Underlying mechanism for prolongation of action potential duration in ventricular cardiomyocytes of rats suffered from thermal injury.
- Author:
Jian-Xin DENG
1
;
Jie LIU
Author Information
1. Department of Pathophysiology, Key Laboratory of Shock and Microcirculation of Guangdong Province, Southern Medical University, Guangzhou 510515, China.

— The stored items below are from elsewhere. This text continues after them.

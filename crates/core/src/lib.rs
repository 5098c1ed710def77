//! clump - adjacency clustering and order-preserving grouping for vector scene graphs.
//!
//! Given a selection of shapes, clump partitions it into connected clusters
//! using bounding-box adjacency (overlap, gap distance, or axis-restricted
//! proximity) and turns each cluster into a single plain or clip group while
//! keeping the members' original front-to-back stacking order.
//!
//! The editor itself stays behind the [`scene::SceneGraph`] trait;
//! [`scene::Document`] is an in-memory implementation.

pub mod api;
pub mod cluster;
pub mod compose;
pub mod error;
pub mod geometry;
pub mod params;
pub mod scene;

pub use api::high_level;

pub use error::{ComposeError, Result, SceneError};
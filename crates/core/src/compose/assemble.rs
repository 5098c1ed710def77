//! Turning one cluster into a single container.

use rustc_hash::FxHashSet;
use tracing::{debug, warn};

use crate::cluster::Cluster;
use crate::error::{Result, SceneError};
use crate::params::{AssembleParams, ContainerKind, ReferencePolicy};
use crate::scene::{Placement, SceneGraph};

use super::reference::{is_in_front, select_reference};
use super::reorder::{ReorderStats, restore_order};
use super::snapshot::ZOrderSnapshot;

/// Result of assembling one cluster.
#[derive(Debug, Clone, PartialEq, Eq)]
pub struct Assembly<N> {
    /// The new container holding every member that could be moved.
    pub container: N,
    /// Clipping mask, for clip groups.
    pub reference: Option<N>,
    pub reorder: ReorderStats,
    /// Structural host calls that failed and were skipped.
    pub failures: usize,
}

/// Counts and logs host failures that must not abort the cluster.
struct Tolerant {
    failures: usize,
}

impl Tolerant {
    fn attempt<T>(&mut self, what: &str, result: std::result::Result<T, SceneError>) -> Option<T> {
        match result {
            Ok(value) => Some(value),
            Err(e) => {
                self.failures += 1;
                warn!(error = %e, "{what} failed, continuing");
                None
            }
        }
    }
}

/// Where a node sits relative to things outside the cluster: in front of the
/// first following sibling that is not a member, or at the end of its parent.
/// The node is located in the sibling list, so an unreadable stacking index
/// does not matter here.
fn outside_slot<S>(
    scene: &S,
    anchor: S::Node,
    members: &FxHashSet<S::Node>,
) -> std::result::Result<Placement<S::Node>, SceneError>
where
    S: SceneGraph,
{
    let parent = scene.parent(anchor)?.ok_or_else(|| {
        SceneError::InvalidPlacement(format!("{anchor:?} has no parent to hold a container"))
    })?;
    let siblings = scene.children(parent)?;
    let Some(position) = siblings.iter().position(|&s| s == anchor) else {
        warn!(?anchor, "not found among its siblings, placing container at the end");
        return Ok(Placement::AtEnd(parent));
    };
    let next_outside = siblings
        .iter()
        .skip(position + 1)
        .find(|sibling| !members.contains(sibling));
    Ok(match next_outside {
        Some(&sibling) => Placement::Before(sibling),
        None => Placement::AtEnd(parent),
    })
}

/// Assembles `cluster` into one container.
///
/// Singletons and empty clusters are left alone (`Ok(None)`). The stacking
/// order is captured before the first mutation and restored inside the new
/// container. In clip mode the reference member becomes the clipping mask
/// and the container takes the slot the reference used to occupy; plain
/// groups take the slot of their frontmost member.
///
/// Only a failure to create the container is an error. Every other host
/// failure is logged, counted in [`Assembly::failures`] and skipped.
pub fn assemble<S>(
    scene: &mut S,
    cluster: &Cluster<S::Node>,
    params: &AssembleParams,
) -> Result<Option<Assembly<S::Node>>>
where
    S: SceneGraph,
{
    if cluster.len() <= 1 {
        return Ok(None);
    }

    let snapshot = ZOrderSnapshot::capture(scene, cluster.members());
    if !snapshot.is_strict() {
        debug!("cluster has repeated stacking indices, order between them is arbitrary");
    }
    let members: FxHashSet<S::Node> = cluster.members().iter().copied().collect();

    let policy = match params.kind {
        ContainerKind::Clip => params.reference,
        ContainerKind::Plain => ReferencePolicy::Frontmost,
    };
    let Some(anchor) = select_reference(&snapshot, policy) else {
        debug!(size = cluster.len(), "no reference member, leaving cluster alone");
        return Ok(None);
    };
    let slot = outside_slot(&*scene, anchor, &members)?;

    let mut tolerant = Tolerant { failures: 0 };

    if params.kind == ContainerKind::Clip {
        promote_reference(scene, anchor, &snapshot, &mut tolerant);
    }

    let container = scene.create_container(slot)?;
    debug!(?container, size = cluster.len(), kind = ?params.kind, "assembling cluster");

    let reference = match params.kind {
        ContainerKind::Plain => {
            for &node in cluster.members() {
                let moved = scene.move_to(node, Placement::AtBeginning(container));
                tolerant.attempt("move into group", moved);
            }
            None
        }
        ContainerKind::Clip => {
            let moved = scene.move_to(anchor, Placement::AtBeginning(container));
            tolerant.attempt("move mask into clip group", moved);
            let flagged = scene.set_clipping(anchor, true);
            tolerant.attempt("set clipping mask", flagged);
            for &node in cluster.members().iter().filter(|&&n| n != anchor) {
                if scene.is_clipping(node).unwrap_or(false) {
                    let cleared = scene.set_clipping(node, false);
                    tolerant.attempt("clear stale clipping flag", cleared);
                }
                let moved = scene.move_to(node, Placement::AtEnd(container));
                tolerant.attempt("move into clip group", moved);
            }
            Some(anchor)
        }
    };

    let target: Vec<S::Node> = snapshot
        .target_order()
        .into_iter()
        .filter(|&n| reference != Some(n) || params.reference_in_reorder)
        .collect();
    let reorder = restore_order(scene, container, &target);
    tolerant.failures += reorder.failures;

    // The container was created in the anchor's outside slot; put it back
    // there in case moving members shifted it.
    tolerant.attempt("place container", scene.move_to(container, slot));

    Ok(Some(Assembly {
        container,
        reference,
        reorder,
        failures: tolerant.failures,
    }))
}

/// Moves the reference in front of every member that stacks ahead of it,
/// working from the back so it ends up ahead of the frontmost one.
fn promote_reference<S>(
    scene: &mut S,
    reference: S::Node,
    snapshot: &ZOrderSnapshot<S::Node>,
    tolerant: &mut Tolerant,
) where
    S: SceneGraph,
{
    let Some(reference_index) = snapshot.index_of(reference) else {
        return;
    };
    let reference_parent = scene.parent(reference).ok().flatten();

    let mut ahead: Vec<(S::Node, usize)> = snapshot
        .entries()
        .iter()
        .copied()
        .filter(|&(node, index)| node != reference && is_in_front(index, reference_index))
        .filter(|&(node, _)| scene.parent(node).ok().flatten() == reference_parent)
        .collect();
    ahead.sort_by(|a, b| b.1.cmp(&a.1));

    for (node, _) in ahead {
        let moved = scene.move_to(reference, Placement::Before(node));
        tolerant.attempt("promote mask", moved);
    }
}
//! Stacking order captured before a cluster is touched.

use std::fmt::Debug;
use std::hash::Hash;

use rustc_hash::FxHashMap;
use tracing::warn;

use crate::scene::SceneGraph;

/// Original stacking index of every cluster member.
///
/// Stacking indices are expected to be distinct. Equal indices keep cluster
/// order in [`target_order`](Self::target_order), but the restored order
/// between such members is not meaningful.
#[derive(Debug, Clone)]
pub struct ZOrderSnapshot<N> {
    order: Vec<(N, usize)>,
    by_node: FxHashMap<N, usize>,
}

impl<N: Copy + Eq + Hash + Debug> ZOrderSnapshot<N> {
    /// Reads the current stacking index of each member. A failed read falls
    /// back to the member's position in `members`.
    pub fn capture<S>(scene: &S, members: &[N]) -> Self
    where
        S: SceneGraph<Node = N>,
    {
        let order: Vec<(N, usize)> = members
            .iter()
            .enumerate()
            .map(|(pos, &node)| {
                let index = scene.stacking_index(node).unwrap_or_else(|e| {
                    warn!(?node, error = %e, "stacking index unavailable for snapshot");
                    pos
                });
                (node, index)
            })
            .collect();
        let by_node = order.iter().copied().collect();
        Self { order, by_node }
    }

    pub fn from_pairs(order: Vec<(N, usize)>) -> Self {
        let by_node = order.iter().copied().collect();
        Self { order, by_node }
    }

    /// Members with their captured index, in cluster order.
    pub fn entries(&self) -> &[(N, usize)] {
        &self.order
    }

    pub fn index_of(&self, node: N) -> Option<usize> {
        self.by_node.get(&node).copied()
    }

    pub fn len(&self) -> usize {
        self.order.len()
    }

    pub fn is_empty(&self) -> bool {
        self.order.is_empty()
    }

    /// Members sorted front to back by captured index.
    pub fn target_order(&self) -> Vec<N> {
        let mut sorted = self.order.clone();
        sorted.sort_by_key(|&(_, index)| index);
        sorted.into_iter().map(|(node, _)| node).collect()
    }

    /// True when no two members share a stacking index.
    pub fn is_strict(&self) -> bool {
        let mut indices: Vec<usize> = self.order.iter().map(|&(_, i)| i).collect();
        indices.sort_unstable();
        indices.windows(2).all(|w| w[0] != w[1])
    }
}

- Publication Type:Journal Article
- MeSH:
Action Potentials;
Animals;
Burns;
physiopathology;
Calcium Channels, L-Type;
physiology;
Female;
Male;
Myocytes, Cardiac;
physiology;
Potassium Channels, Inwardly Rectifying;
physiology;
Rats;
Rats, Sprague-Dawley;
Time Factors;
Ventricular Function
- From:
Acta Physiologica Sinica
2007;59(3):375-381
- CountryChina
- Language:Chinese
-
Abstract:
Severe thermal injury causes prolongation of action potential duration (APD) in cardiomyocytes, which results in cardiac dysfunction by inducing disturbance of calcium dyshomeostasis in cardiac myocytes. However, the underlying mechanism for APD prolongation remains unclear. In the present study, we examined the major action potential repolarization-related ion channel currents in rat ventricular cardiomyocytes, including transient outward potassium current (I(to)), inward rectifier potassium current (I(K1)) and L-type Ca(2+) current (I(Ca-L)) to investigate the alterations of these currents, which might account for the pathogenesis of APD prolongation induced by thermal injury. Twelve hours after approximately 40% of the total body surface area, full-thickness (third-degree) cutaneous thermal injury was produced in rats, ventricular cardiomyocytes were isolated from the hearts with systolic and diastolic dysfunction. APD was found to be markedly prolonged, while APD(50) and APD(90) in ventricular cardiomyocytes from rats with thermal injury were (46.02+/-3.78) ms and (123.24+/-12.48) ms (n=19), respectively, significantly longer than (23.28+/-4.85) ms and (72.12+/-3.57) ms (n=17, P<0.01) in ventricular cardiomyocytes from sham rats. Thermal injury remarkably suppressed Ito density in ventricular cardiomyocytes. Ito density at +60 mV was decreased from (34.15+/-3.78) pA/pF (n=20) in sham group to (20.39+/-1.98) pA/pF (n=25, P<0.01) in thermal injury group, and the decrease extended from -30 to +60 mV. Similarly, current densities of I(K1) from -120 to -80 mV in thermal injury group were also significantly lower than that in sham group. In contrast, we failed to detect any alterations in I(Ca-L) density, and voltage-dependence of activation and inactivation in thermal injury group, compared with that in sham group. Taken together, our data suggest that thermal injury results in function downregulation of transient outward potassium channels and inward rectifier potassium channels, which contributes, at least in part, to APD prolongation and subsequent cardiac dysfunction.